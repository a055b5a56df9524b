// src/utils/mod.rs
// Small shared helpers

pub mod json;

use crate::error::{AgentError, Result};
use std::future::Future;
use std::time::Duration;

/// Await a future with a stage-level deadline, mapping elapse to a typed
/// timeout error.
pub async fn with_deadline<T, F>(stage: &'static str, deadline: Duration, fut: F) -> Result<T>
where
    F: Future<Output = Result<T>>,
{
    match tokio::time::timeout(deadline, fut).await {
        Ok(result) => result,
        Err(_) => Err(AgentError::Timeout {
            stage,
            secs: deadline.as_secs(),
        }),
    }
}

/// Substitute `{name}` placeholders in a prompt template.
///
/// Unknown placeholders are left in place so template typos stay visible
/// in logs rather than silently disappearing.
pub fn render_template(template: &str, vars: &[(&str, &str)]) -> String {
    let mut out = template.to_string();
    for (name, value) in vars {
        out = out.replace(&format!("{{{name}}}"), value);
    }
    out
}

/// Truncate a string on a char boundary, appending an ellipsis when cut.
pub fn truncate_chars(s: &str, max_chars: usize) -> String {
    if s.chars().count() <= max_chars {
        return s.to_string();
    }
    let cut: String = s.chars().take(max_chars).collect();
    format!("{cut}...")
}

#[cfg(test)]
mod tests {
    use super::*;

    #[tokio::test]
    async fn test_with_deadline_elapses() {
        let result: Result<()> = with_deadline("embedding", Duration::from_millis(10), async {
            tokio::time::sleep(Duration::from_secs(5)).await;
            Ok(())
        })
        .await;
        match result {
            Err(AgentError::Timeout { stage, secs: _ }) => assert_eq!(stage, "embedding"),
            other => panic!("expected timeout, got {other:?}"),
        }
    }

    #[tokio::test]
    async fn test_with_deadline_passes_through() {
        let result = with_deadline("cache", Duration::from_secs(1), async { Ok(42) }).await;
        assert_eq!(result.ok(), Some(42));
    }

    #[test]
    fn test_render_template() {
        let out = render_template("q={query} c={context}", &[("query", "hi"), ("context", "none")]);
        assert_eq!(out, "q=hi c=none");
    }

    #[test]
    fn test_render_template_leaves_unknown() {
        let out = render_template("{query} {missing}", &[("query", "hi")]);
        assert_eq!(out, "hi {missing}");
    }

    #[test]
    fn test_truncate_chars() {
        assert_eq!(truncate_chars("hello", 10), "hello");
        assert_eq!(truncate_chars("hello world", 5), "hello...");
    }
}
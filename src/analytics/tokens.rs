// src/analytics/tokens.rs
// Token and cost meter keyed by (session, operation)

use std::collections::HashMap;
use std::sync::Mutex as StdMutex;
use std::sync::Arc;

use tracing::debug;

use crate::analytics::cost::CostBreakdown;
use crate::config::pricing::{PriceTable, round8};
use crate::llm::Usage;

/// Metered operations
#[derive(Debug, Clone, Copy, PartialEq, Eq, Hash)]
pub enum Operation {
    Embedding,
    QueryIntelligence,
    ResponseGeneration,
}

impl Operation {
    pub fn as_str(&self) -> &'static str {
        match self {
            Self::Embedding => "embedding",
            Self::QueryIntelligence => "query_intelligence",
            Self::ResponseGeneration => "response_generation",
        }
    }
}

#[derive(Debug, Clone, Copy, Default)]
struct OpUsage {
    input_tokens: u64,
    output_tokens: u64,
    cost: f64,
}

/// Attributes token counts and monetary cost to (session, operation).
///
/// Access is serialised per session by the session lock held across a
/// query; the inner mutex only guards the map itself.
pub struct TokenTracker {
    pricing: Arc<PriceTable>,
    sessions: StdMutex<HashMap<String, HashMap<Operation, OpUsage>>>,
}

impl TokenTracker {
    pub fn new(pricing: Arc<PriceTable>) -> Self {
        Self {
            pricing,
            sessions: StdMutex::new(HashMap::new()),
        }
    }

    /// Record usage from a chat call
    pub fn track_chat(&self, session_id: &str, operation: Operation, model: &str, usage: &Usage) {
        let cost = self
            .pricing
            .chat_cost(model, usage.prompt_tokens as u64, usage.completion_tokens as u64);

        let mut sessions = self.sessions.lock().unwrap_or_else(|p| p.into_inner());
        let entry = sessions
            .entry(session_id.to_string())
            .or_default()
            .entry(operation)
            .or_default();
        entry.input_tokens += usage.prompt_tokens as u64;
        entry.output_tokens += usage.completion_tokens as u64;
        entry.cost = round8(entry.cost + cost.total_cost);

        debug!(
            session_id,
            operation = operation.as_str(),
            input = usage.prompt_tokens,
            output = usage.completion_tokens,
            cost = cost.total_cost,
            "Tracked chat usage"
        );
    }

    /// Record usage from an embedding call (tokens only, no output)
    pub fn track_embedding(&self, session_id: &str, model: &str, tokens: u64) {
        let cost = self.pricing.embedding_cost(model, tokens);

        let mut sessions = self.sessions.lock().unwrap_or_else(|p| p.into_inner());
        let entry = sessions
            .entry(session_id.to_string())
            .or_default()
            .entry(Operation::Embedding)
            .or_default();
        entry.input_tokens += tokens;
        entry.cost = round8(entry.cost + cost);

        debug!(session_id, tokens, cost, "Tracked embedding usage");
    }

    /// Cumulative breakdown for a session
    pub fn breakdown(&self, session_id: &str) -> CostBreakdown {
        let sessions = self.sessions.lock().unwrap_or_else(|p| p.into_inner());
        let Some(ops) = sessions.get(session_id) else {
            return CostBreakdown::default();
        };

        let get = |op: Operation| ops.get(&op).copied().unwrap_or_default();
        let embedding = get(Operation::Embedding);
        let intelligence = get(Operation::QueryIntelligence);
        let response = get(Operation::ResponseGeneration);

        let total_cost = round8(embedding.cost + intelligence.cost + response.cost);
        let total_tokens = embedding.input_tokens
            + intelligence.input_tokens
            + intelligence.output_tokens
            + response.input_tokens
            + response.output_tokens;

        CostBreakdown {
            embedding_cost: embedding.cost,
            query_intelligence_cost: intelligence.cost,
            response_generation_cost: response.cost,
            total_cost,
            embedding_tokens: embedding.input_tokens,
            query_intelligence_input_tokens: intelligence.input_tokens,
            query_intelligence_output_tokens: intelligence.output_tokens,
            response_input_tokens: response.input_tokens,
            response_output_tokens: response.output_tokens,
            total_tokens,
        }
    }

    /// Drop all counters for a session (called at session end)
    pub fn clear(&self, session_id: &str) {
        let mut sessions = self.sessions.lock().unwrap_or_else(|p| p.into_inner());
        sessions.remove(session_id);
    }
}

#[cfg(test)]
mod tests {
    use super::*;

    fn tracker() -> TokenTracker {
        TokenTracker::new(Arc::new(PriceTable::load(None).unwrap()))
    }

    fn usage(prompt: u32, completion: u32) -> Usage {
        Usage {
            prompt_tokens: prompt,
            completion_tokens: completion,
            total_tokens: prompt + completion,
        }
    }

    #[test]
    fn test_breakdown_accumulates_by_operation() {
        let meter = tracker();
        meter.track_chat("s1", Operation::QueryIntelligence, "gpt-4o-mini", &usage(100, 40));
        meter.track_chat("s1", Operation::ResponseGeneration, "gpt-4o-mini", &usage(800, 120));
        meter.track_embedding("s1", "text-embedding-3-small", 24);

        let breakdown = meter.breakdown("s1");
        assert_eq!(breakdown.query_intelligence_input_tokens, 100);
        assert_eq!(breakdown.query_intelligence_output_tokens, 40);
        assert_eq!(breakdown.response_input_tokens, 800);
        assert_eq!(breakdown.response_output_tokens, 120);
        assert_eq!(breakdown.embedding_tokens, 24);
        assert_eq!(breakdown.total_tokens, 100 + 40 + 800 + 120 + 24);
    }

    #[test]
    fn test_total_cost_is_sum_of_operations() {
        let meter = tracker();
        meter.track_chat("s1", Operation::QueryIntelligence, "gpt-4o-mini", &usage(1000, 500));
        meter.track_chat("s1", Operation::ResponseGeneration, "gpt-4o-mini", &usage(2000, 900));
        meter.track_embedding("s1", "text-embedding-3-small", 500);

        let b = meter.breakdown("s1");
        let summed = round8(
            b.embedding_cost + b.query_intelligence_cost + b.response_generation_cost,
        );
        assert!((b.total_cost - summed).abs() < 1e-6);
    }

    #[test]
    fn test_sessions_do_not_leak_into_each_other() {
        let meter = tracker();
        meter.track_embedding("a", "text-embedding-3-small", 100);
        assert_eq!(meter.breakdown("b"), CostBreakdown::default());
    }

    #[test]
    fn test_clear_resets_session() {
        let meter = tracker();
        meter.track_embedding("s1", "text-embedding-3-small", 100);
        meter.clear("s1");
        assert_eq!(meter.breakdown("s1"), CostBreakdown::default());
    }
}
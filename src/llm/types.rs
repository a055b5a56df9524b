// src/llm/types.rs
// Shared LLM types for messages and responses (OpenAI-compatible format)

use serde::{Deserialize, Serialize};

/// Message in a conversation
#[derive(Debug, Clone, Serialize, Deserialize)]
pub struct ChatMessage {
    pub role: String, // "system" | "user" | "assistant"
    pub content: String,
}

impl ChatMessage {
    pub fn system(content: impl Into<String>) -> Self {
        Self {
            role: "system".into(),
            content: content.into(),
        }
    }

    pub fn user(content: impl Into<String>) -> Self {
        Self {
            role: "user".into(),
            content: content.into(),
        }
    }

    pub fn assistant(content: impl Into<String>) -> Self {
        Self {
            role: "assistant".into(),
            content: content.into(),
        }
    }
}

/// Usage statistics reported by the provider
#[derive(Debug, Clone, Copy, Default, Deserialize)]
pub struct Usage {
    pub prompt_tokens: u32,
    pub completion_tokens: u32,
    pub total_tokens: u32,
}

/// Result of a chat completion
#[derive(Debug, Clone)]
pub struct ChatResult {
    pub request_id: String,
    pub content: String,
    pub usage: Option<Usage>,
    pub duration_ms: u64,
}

*-*-*

Search the records above for the string "value". Copy every line that contains it.

    for (name, value) in vars {
        out = out.replace(&format!("{{{name}}}"), value);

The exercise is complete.